Non-farm payroll data disappointed last week with only 245,000 new jobs added in November vs the expectation of 469,000. The slowdown compared to last month was remarkable – we saw 610,000 new jobs added in October.
Also, the trend since June, when we saw 4.78 million jobs added, has been clear – the pace of jobs recovery is slowing. In July 1.76 million jobs were added, 1.49 million in August, and 710k in September. Nonfarm payrolls have recovered from April lows to recoup around 12.3 million jobs, around 56% of the 22.2 million that were lost during the initial COVID-19 crisis in the U.S. Whilst the recovery has been the fastest on record, there are still around 10 million people out of work. Unemployment rate is standing at 6.7%, down from 6.9% in October, but given the drop in labor force participation of around 400,000 people to 61.5%, the real unemployment remains unchanged. The numbers are not encouraging, especially given the massive amounts of stimulus coming out of the Fed and the federal government. People out of work act as a drag for the economy for 2 reasons – namely, they require unemployment benefits that have to be paid for by the state or the federal government. Secondly, the longer people are out of work, the less employable they become. The latter then becomes a supply side issue for the economy as there are less employable people available. The Congress is expected to vote on a new US$ 908 billion stimulus bill this week that has an allocation of around US$ 300 billion for employment benefits. The markets are likely to turn sentiment in the event this bill does not get approved, as has already happened a couple of times prior to the Elections.
The ECB is meeting this coming Thursday and is almost certain to expand their asset-purchasing program. A number of ECB officials have expressed their concern about sharper than expected slowdowns in growth momentum and weakening in fundamentals. Also, European Union leaders are voting on additional EUR 750 billion fund aimed to support countries struggling with COVID-19 related costs. A list of European member states has imposed lockdown measures and restrictions on movement due to the second coronavirus wave. The ECB seems to have learned from 2008 crisis when austerity was a key criterion in order to get access to the stimulus funds – ECM President Christine Lagarde has been emphasizing the need for favorable financing conditions. This means record-low levels of interest rates of -0.5%, in the absence of any meaningful inflation in Europe, are here to stay. European economy has been one with the hardest hit during 2020 crisis and the aggregate output is not expected to recover before 2023, while the U.S. is expected to reach the same level next year, and China is anticipated to grow the national output by 4.3% this year.

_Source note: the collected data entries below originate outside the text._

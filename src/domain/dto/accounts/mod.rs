//! `/account` 엔드포인트의 요청/응답 DTO 모듈
//!
//! [`request`]의 구조체들은 핸들러에서 `payload.validate()?`를 거친 후
//! [`AccountService`](crate::services::accounts::account_service::AccountService)로 전달되고,
//! [`response`]의 구조체들은 Firebase 응답에서 변환되어 클라이언트로 내려갑니다.

pub mod request;
pub mod response;

pub use request::*;
pub use response::*;
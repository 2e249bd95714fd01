//! Firebase REST API 응답 DTO 모듈
//!
//! Identity Toolkit, Secure Token, OAuth2 토큰 엔드포인트가 반환하는
//! 응답 본문을 표현합니다. Identity Toolkit은 camelCase 키를,
//! Secure Token과 OAuth2 토큰 엔드포인트는 snake_case 키를 사용합니다.

use serde::Deserialize;

/// 이메일/비밀번호 계열 엔드포인트 응답
///
/// `accounts:signUp`과 `accounts:signInWithPassword`가 반환하는 데이터입니다.
/// 회원가입 응답에는 `displayName`이 빠질 수 있으므로 Option으로 둡니다.
#[derive(Debug, Clone, Deserialize)]
#[serde(rename_all = "camelCase")]
pub struct SignInResponse {
    /// Firebase 사용자 고유 ID (uid)
    pub local_id: String,
    /// Firebase ID 토큰
    pub id_token: String,
    /// 리프레시 토큰
    pub refresh_token: String,
    #[serde(default)]
    pub email: Option<String>,
    #[serde(default)]
    pub display_name: Option<String>,
    /// 토큰 만료 시간 (초 단위 문자열)
    #[serde(default)]
    pub expires_in: Option<String>,
}

/// `accounts:signInWithIdp` 응답
///
/// 소셜 공급자가 전달한 프로필 정보가 함께 내려오며,
/// 신규 사용자 프로필 문서 초기화에 사용됩니다.
#[derive(Debug, Clone, Deserialize)]
#[serde(rename_all = "camelCase")]
pub struct IdpSignInResponse {
    pub local_id: String,
    pub id_token: String,
    pub refresh_token: String,
    #[serde(default)]
    pub email: Option<String>,
    #[serde(default)]
    pub display_name: Option<String>,
    #[serde(default)]
    pub photo_url: Option<String>,
    /// 공급자 계정에 연결된 전화번호
    #[serde(default)]
    pub phone_number: Option<String>,
    /// 인증에 사용된 공급자 식별자 (예: "google.com")
    #[serde(default)]
    pub provider_id: Option<String>,
}

/// `accounts:signInWithPhoneNumber` 응답
///
/// 사용자 식별은 응답의 부가 필드 대신 ID 토큰 디코딩으로 수행하므로
/// 토큰 쌍만 필수로 취급합니다.
#[derive(Debug, Clone, Deserialize)]
#[serde(rename_all = "camelCase")]
pub struct PhoneSignInResponse {
    pub id_token: String,
    pub refresh_token: String,
    #[serde(default)]
    pub phone_number: Option<String>,
}

/// `accounts:resetPassword` 응답 (코드 조회/확정 공통)
///
/// `oobCode`만 보내면 코드를 소모하지 않고 메타데이터를 조회할 수 있습니다.
#[derive(Debug, Clone, Deserialize)]
#[serde(rename_all = "camelCase")]
pub struct ActionCodeInfo {
    /// 코드가 발급된 작업 유형 ("PASSWORD_RESET", "VERIFY_EMAIL" 등)
    pub request_type: String,
    /// 코드가 발급된 계정의 이메일
    #[serde(default)]
    pub email: Option<String>,
}

/// Secure Token API `token` 엔드포인트 응답
///
/// 이 엔드포인트만 snake_case 키를 반환합니다.
#[derive(Debug, Clone, Deserialize)]
pub struct RefreshExchangeResponse {
    /// 새로 발급된 ID 토큰
    pub id_token: String,
    /// 새로 발급된 리프레시 토큰 (회전될 수 있음)
    pub refresh_token: String,
}

/// Admin API `accounts:lookup` 응답
///
/// 일치하는 계정이 없으면 `users` 배열 자체가 생략됩니다.
#[derive(Debug, Clone, Deserialize)]
pub struct AccountLookupResponse {
    #[serde(default)]
    pub users: Option<Vec<crate::domain::models::accounts::user_record::UserRecord>>,
}

/// Google OAuth2 토큰 엔드포인트 응답
///
/// 서비스 계정의 JWT Bearer 교환으로 받는 액세스 토큰입니다.
#[derive(Debug, Deserialize)]
pub struct OAuth2TokenResponse {
    pub access_token: String,
    /// 토큰 수명 (초)
    pub expires_in: i64,
    pub token_type: String,
}

#[cfg(test)]
mod tests {
    use super::*;

    #[test]
    fn test_sign_in_response_parses_identity_toolkit_payload() {
        let json = serde_json::json!({
            "kind": "identitytoolkit#VerifyPasswordResponse",
            "localId": "uid-1",
            "email": "user@example.com",
            "displayName": "홍길동",
            "idToken": "id-token",
            "registered": true,
            "refreshToken": "refresh-token",
            "expiresIn": "3600"
        });

        let response: SignInResponse = serde_json::from_value(json).unwrap();
        assert_eq!(response.local_id, "uid-1");
        assert_eq!(response.id_token, "id-token");
        assert_eq!(response.expires_in.as_deref(), Some("3600"));
    }

    #[test]
    fn test_sign_up_response_without_display_name() {
        let json = serde_json::json!({
            "kind": "identitytoolkit#SignupNewUserResponse",
            "localId": "uid-2",
            "email": "new@example.com",
            "idToken": "id-token",
            "refreshToken": "refresh-token",
            "expiresIn": "3600"
        });

        let response: SignInResponse = serde_json::from_value(json).unwrap();
        assert!(response.display_name.is_none());
    }

    #[test]
    fn test_idp_sign_in_response_carries_profile_fields() {
        let json = serde_json::json!({
            "localId": "uid-3",
            "idToken": "id-token",
            "refreshToken": "refresh-token",
            "email": "social@example.com",
            "displayName": "소셜 사용자",
            "photoUrl": "https://example.com/me.png",
            "phoneNumber": "+821012345678",
            "providerId": "google.com"
        });

        let response: IdpSignInResponse = serde_json::from_value(json).unwrap();
        assert_eq!(response.provider_id.as_deref(), Some("google.com"));
        assert_eq!(
            response.photo_url.as_deref(),
            Some("https://example.com/me.png")
        );
        assert_eq!(response.phone_number.as_deref(), Some("+821012345678"));
    }

    #[test]
    fn test_idp_sign_in_response_without_phone_number() {
        let json = serde_json::json!({
            "localId": "uid-4",
            "idToken": "id-token",
            "refreshToken": "refresh-token"
        });

        let response: IdpSignInResponse = serde_json::from_value(json).unwrap();
        assert!(response.phone_number.is_none());
    }

    #[test]
    fn test_action_code_info_parses_reset_probe() {
        let json = serde_json::json!({
            "kind": "identitytoolkit#ResetPasswordResponse",
            "email": "user@example.com",
            "requestType": "PASSWORD_RESET"
        });

        let info: ActionCodeInfo = serde_json::from_value(json).unwrap();
        assert_eq!(info.request_type, "PASSWORD_RESET");
        assert_eq!(info.email.as_deref(), Some("user@example.com"));
    }

    #[test]
    fn test_refresh_exchange_response_uses_snake_case_keys() {
        let json = serde_json::json!({
            "access_token": "ignored",
            "expires_in": "3600",
            "token_type": "Bearer",
            "refresh_token": "new-refresh",
            "id_token": "new-id",
            "user_id": "uid-1",
            "project_id": "1234567890"
        });

        let response: RefreshExchangeResponse = serde_json::from_value(json).unwrap();
        assert_eq!(response.id_token, "new-id");
        assert_eq!(response.refresh_token, "new-refresh");
    }

    #[test]
    fn test_account_lookup_response_without_matches() {
        let json = serde_json::json!({ "kind": "identitytoolkit#GetAccountInfoResponse" });

        let response: AccountLookupResponse = serde_json::from_value(json).unwrap();
        assert!(response.users.is_none());
    }
}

EURUSD is currently trading at a swing high of 1.2177, up 1.33% last week.
Equity markets continue to carry the positive momentum as S&P500 hit another all-time-high last week, closing 3,699.2, up +2.25%. Nasdaq100 hit all-time-high of 12,538.92, up 2.31%. Gold has recovered some of the losses, closing the week near 1,841.52, up 3.2%. US dollar, measured by DXY, is still showing weakness, trading now at 90.76.
Have a great trading week ahead!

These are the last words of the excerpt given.